1. This note assesses the impact of the proposed Flexible Credit Line (FCL) arrangement for Poland on the Fund’s finances and liquidity position, in accordance with the policy on the FCL.1 The proposed arrangement would cover a 12-month period, be in an amount of SDR 13.69 billion (1,000 percent of quota), and succeed the FCL arrangement of an identical amount that expired on May 5, 2010. The full amount of access proposed would be available throughout the arrangement period, in one or multiple purchases.2 The authorities intend to treat the arrangement as precautionary.

I. Background

2. Against the backdrop of a global economic and financial crisis, a one-year precautionary FCL arrangement equivalent to SDR 13.69 billion was approved on May 6, 2009. The authorities’ effective policy responses to the global crisis have been successful in maintaining stability, and no drawings were made under the previous FCL arrangement. Poland has a history of strong performance under Fund arrangements and an exemplary record of meeting its obligations to the Fund.3

3. Total external and public debt levels are significant but sustainable. External debt, which was in the range of 44–55 percent of GDP in the years preceding the recent crisis, increased to about 65 percent of GDP in 2009 owing to the effects of depreciation of the zloty. However, with the recovery in growth, external debt is projected to decline slightly to around 63 percent of GDP over the medium term. Short-term debt on a residual maturity basis is projected at about a third of total external debt in 2010 and to decline to about a quarter over the medium term. Public external debt, which increased to about 21½ percent of GDP in 2009, is estimated to reach about 23 percent of GDP by end-2010. Gross public debt (on an ESA95 basis), which had stabilized at just under 50 percent of GDP before the crisis, is projected to increase to around 55 percent of GDP by end-2010, and to stabilize around 60 percent of GDP in the coming years. Sustainability analyses show both external and public debt remaining manageable under a range of scenarios, with no significant contingent liabilities incurred during the crisis.4

4. The substantial access under the proposed arrangement could add significantly to the Fund’s credit exposure. If the full amount available under the FCL arrangement—which the authorities intend to treat as precautionary—were drawn, Poland’s outstanding use of GRA resources would reach SDR 13.69 billion, among the highest of individual country exposures.5

5. If the full amount available under the proposed FCL arrangement is purchased in 2010:

  • Fund credit would represent a modest part of Poland’s external debt. Total external debt would rise to over 73 percent of GDP initially, and public external debt would rise to about 27½ percent of GDP, with Fund credit being some 4½ percent of GDP (Table 1). At its peak, Poland’s outstanding use of GRA resources would account for about 6½ percent of total external debt, almost 17 percent of public external debt, and about 18½ percent of gross international reserves.

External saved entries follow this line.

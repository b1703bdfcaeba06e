use std::fs;
use std::path::{Path, PathBuf};

use anyhow::Context;
use clap::{Parser, Subcommand};
use graph_runtime_debug::logging::{init_with_config, LogFormat, LoggingConfig};
use graph_runtime_debug::profiling::BenchmarkConfig;
use graph_runtime_debug::{
    DType, DebugRuntimeBuilder, Device, GraphExecutor, GraphRuntimeDebug, HostKernelModule,
    NdArray,
};
use tracing::warn;

#[derive(Parser, Debug)]
#[command(name = "graph-debug", version)]
#[command(about = "Time, benchmark and inspect a graph on the host kernels", long_about = None)]
struct Cli {
    /// Log output format (human or json); overrides GRAPH_DEBUG_LOG_FORMAT
    #[arg(long, global = true)]
    log_format: Option<String>,

    #[command(subcommand)]
    command: Commands,
}

#[derive(Subcommand, Debug)]
enum Commands {
    /// Run the adaptive per-operator benchmark
    Bench {
        /// Path to the graph JSON
        #[arg(long)]
        graph: PathBuf,
        /// Iterations averaged per sample
        #[arg(long, default_value_t = 1)]
        number: i64,
        /// Number of reported samples
        #[arg(long, default_value_t = 1)]
        repeat: i64,
        /// Minimum duration of one sample in milliseconds
        #[arg(long, default_value_t = 0)]
        min_repeat_ms: i64,
        /// Value every float32 input is filled with
        #[arg(long, default_value_t = 1.0)]
        fill: f32,
        /// Print the report as JSON on stdout
        #[arg(long)]
        json: bool,
    },
    /// Print the primary output of one node after a partial run
    Inspect {
        /// Path to the graph JSON
        #[arg(long)]
        graph: PathBuf,
        /// Node name or index
        #[arg(long)]
        node: String,
        /// Value every float32 input is filled with
        #[arg(long, default_value_t = 1.0)]
        fill: f32,
    },
    /// Run every node once in order and print its time in seconds
    Time {
        /// Path to the graph JSON
        #[arg(long)]
        graph: PathBuf,
        /// Value every float32 input is filled with
        #[arg(long, default_value_t = 1.0)]
        fill: f32,
    },
}

fn main() -> anyhow::Result<()> {
    let cli = Cli::parse();

    let mut logging = LoggingConfig::from_env();
    if let Some(format) = cli.log_format.as_deref() {
        logging.format = LogFormat::parse(format)
            .with_context(|| format!("unknown log format '{}'", format))?;
    }
    init_with_config(&logging);

    match cli.command {
        Commands::Bench {
            graph,
            number,
            repeat,
            min_repeat_ms,
            fill,
            json,
        } => {
            let mut rt = load(&graph, fill)?;
            let report = rt.run_individual(number, repeat, min_repeat_ms)?;
            if json {
                println!("{}", report.to_json()?);
            } else {
                for sample in &report.repeats {
                    println!(
                        "repeat {}: number={} attempts={} duration={:.3} ms",
                        sample.repeat, sample.number, sample.attempts, sample.duration_ms
                    );
                    for op in &sample.ops {
                        println!(
                            "  op #{:<3} node {:<4} {:<24} {:.6} ms/iter",
                            op.op, op.node_index, op.node_name, op.ms_per_iter
                        );
                    }
                }
            }
        }
        Commands::Inspect { graph, node, fill } => {
            let mut rt = load(&graph, fill)?;
            let index = match node.parse::<usize>() {
                Ok(index) => index,
                Err(_) => rt.node_index(&node)?,
            };
            let entry = rt
                .executor()
                .graph()
                .nodes
                .get(index)
                .with_context(|| format!("node {} out of range", index))?
                .clone();
            let out = NdArray::empty(&entry.shape, entry.dtype, Device::cpu());
            rt.debug_get_output(index, &out)?;
            println!("node {} ({}) shape {:?} {}", index, entry.name, entry.shape, entry.dtype);
            if entry.dtype == DType::Float32 {
                println!("{:?}", out.to_f32_vec()?);
            } else {
                println!("{:?}", out.to_bytes()?);
            }
        }
        Commands::Time { graph, fill } => {
            let mut rt = load(&graph, fill)?;
            for nid in 0..rt.num_nodes() {
                let secs = rt.debug_run(nid)?;
                println!("{:>4}  {:<24} {:.9} s", nid, rt.executor().node_name(nid), secs);
            }
        }
    }
    Ok(())
}

fn load(path: &Path, fill: f32) -> anyhow::Result<GraphRuntimeDebug> {
    let json = fs::read_to_string(path)
        .with_context(|| format!("failed to read graph {}", path.display()))?;
    let mut rt = DebugRuntimeBuilder::new()
        .with_config(BenchmarkConfig::from_env()?)
        .build(&json, &HostKernelModule::module(), &[Device::cpu()])
        .with_context(|| format!("failed to bind graph {}", path.display()))?;

    let exec = rt.executor_mut();
    let inputs: Vec<_> = exec
        .graph()
        .arg_nodes()
        .into_iter()
        .map(|nid| exec.graph().nodes[nid].clone())
        .collect();
    for (index, node) in inputs.iter().enumerate() {
        if node.dtype != DType::Float32 {
            warn!("input '{}' is {}, leaving it zero-filled", node.name, node.dtype);
            continue;
        }
        let data = NdArray::empty(&node.shape, node.dtype, Device::cpu());
        data.fill_f32(fill)?;
        exec.set_input(index, &data)?;
    }
    Ok(rt)
}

  • External debt service would increase over the medium-term, but this would likely be manageable assuming a continued recovery in global financial markets Poland’s projected debt service to the Fund would peak in 2014 at just over SDR 7 billion, or about 2 percent of GDP.6 In terms of exports of goods and services, external debt service to the Fund would peak at about to 4½ percent, and would then account for slightly over 40 percent of total public external debt service.

Table 1.

Poland: Capacity to Repay Indicators 1/

article image
Sources: Polish authorities, Finance Department, World Economic Outlook, and IMF staff estimates.

Assumes full drawings under the FCL upon approval. The Polish authorities have expressed their intention to treat the arrangement as precautionary, as balance of payments pressures have not materialized.

Based on the rate of charge as of June 10, 2010. Includes surcharges under the system currently in force and service charges.

Staff projections for external debt, GDP, gross international reserves, and exports of goods and services, as used in the staff report that requests the proposed FCL, adjusted for the impact of the assumed FCL drawing.

6. Reflecting the high access under the arrangement, the impact on the Fund’s liquidity, and on its potential exposure to credit risk, would be substantial:

  • The proposed arrangement would significantly reduce the Fund’s forward commitment capacity (FCC) from its current record level.7 Approval of the proposed arrangement would reduce the FCC by SDR 13.69 billion, an 8½ percent reduction in the FCC.

  • If the resources available under the FCL arrangement were fully drawn, GRA credit to Poland as a share of total GRA credit would be about 22½ percent. As a result, the concentration of Fund credit among the top five users of Fund resources would decline slightly to 69 percent from 70 percent, currently.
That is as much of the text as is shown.